Не подумайте, однако, что Щукин принадлежал к числу актеров, зазубривающих интонационный строй и механически повторяющих одно и то же от дубля к дублю. Как раз наоборот: все дубли у Щукина были разные. Они неуловимо отличались и степенью накала и какими-то особыми подробностями. Щукин боялся механических повторений, был резким противником множества дублей».
ЩУКИНСКИЕ ДНИ
Трудно было всем: сценаристу, режиссеру, его помощникам, актерам, операторам. Трудно было потому, что не было времени на пробы, на долгие раздумья, на серьезные изменения в сценарии. А. Каплер писал сценарий в невиданно короткий срок. Предельно мало времени дано было съемочной группе. Трудней всех было Щукину: как никто другой, чувствовал он себя ответственным перед человечеством. Он был первым.

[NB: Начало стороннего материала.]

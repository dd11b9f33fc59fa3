//! Audit trail for Ticketry.
//!
//! This crate records who did what to which entity, and when:
//!
//! - [`AuditEvent`] - one completed create, read, update or delete, with the
//!   entity state it touched and the trace it belongs to
//! - [`calculate_changes`] - top-level field diffs for updates
//! - [`sanitize`] - redaction of credentials before events leave the process
//! - [`AuditFilter`] / [`calculate_statistics`] - querying and summarizing
//! - [`LogEntry`] - free-form diagnostics correlated by trace ID
//! - [`AuditLogger`] - delivery to pluggable [`AuditBackend`]s
//!
//! # Example
//!
//! ```rust
//! use std::sync::Arc;
//!
//! use serde_json::json;
//! use ticketry_audit::{
//!     Actor, AuditEvent, AuditLogger, EventOptions, InMemoryBackend, REDACTION_MARKER,
//! };
//!
//! let backend = Arc::new(InMemoryBackend::new());
//! let logger = AuditLogger::builder()
//!     .with_backend(backend.clone())
//!     .build();
//!
//! let event = AuditEvent::update(
//!     Actor::ai("assistant", "alice"),
//!     "ticket",
//!     "T-42",
//!     json!({ "status": "open", "token": "abc" }),
//!     json!({ "status": "closed", "token": "abc" }),
//!     "mcp",
//!     EventOptions::new(),
//! )
//! .unwrap();
//! assert_eq!(event.changes().len(), 1);
//!
//! logger.log_event(&event).unwrap();
//!
//! let stored = &backend.events()[0];
//! assert_eq!(stored.before().unwrap()["token"], REDACTION_MARKER);
//! ```

#![forbid(unsafe_code)]
#![warn(missing_docs)]

mod actor;
mod diff;
mod event;
mod filter;
mod log_entry;
mod logger;
mod stats;


pub use actor::{Actor, ActorType};
pub use diff::{calculate_changes, ChangeType, FieldChange};
pub use event::{
    sanitize, AuditEvent, AuditEventBuilder, AuditPayload, EventContext, EventOptions, Operation,
    State,
};
pub use filter::{AuditFilter, DateRange};
pub use log_entry::{LogEntry, LogFilter, LogLevel, SPAN_ID_KEY, TRACE_ID_KEY};
pub use logger::{
    AuditBackend, AuditLogger, AuditLoggerBuilder, InMemoryBackend, LoggerError, TracingBackend,
};
pub use stats::{calculate_statistics, AuditStatistics, StatisticsPeriod};
pub use ticketry_core::REDACTION_MARKER;

/// Returns true if `event` satisfies every clause of `filter`.
#[must_use]
pub fn matches(event: &AuditEvent, filter: &AuditFilter) -> bool {
    filter.matches(event)
}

Все это понимали. Фильм не мог быть плохим, даже средним. Зритель должен был поверить в Ленина, которого он увидит на экране. Ради успеха дела обычный порядок съемок, принятый на студии, был изменен так, чтобы облегчить работу Щукину.
Сначала снимали эпизоды полегче, потом более сложные. Каждый эпизод в фильме делится на куски. Куски обычно снимаются в том порядке, как это требует техника. Киноактеры к этому привыкают. Но Щукин был актером театральным, и вся природа его противилась такому искусственному разрыву роли на куски. Поэтому решено было снимать все эпизоды и куски с участием Ленина в той последовательности, как они должны монтироваться в фильме.
Во время репетиций и съемок автор сценария, режиссер и актер меняли, редактировали текст.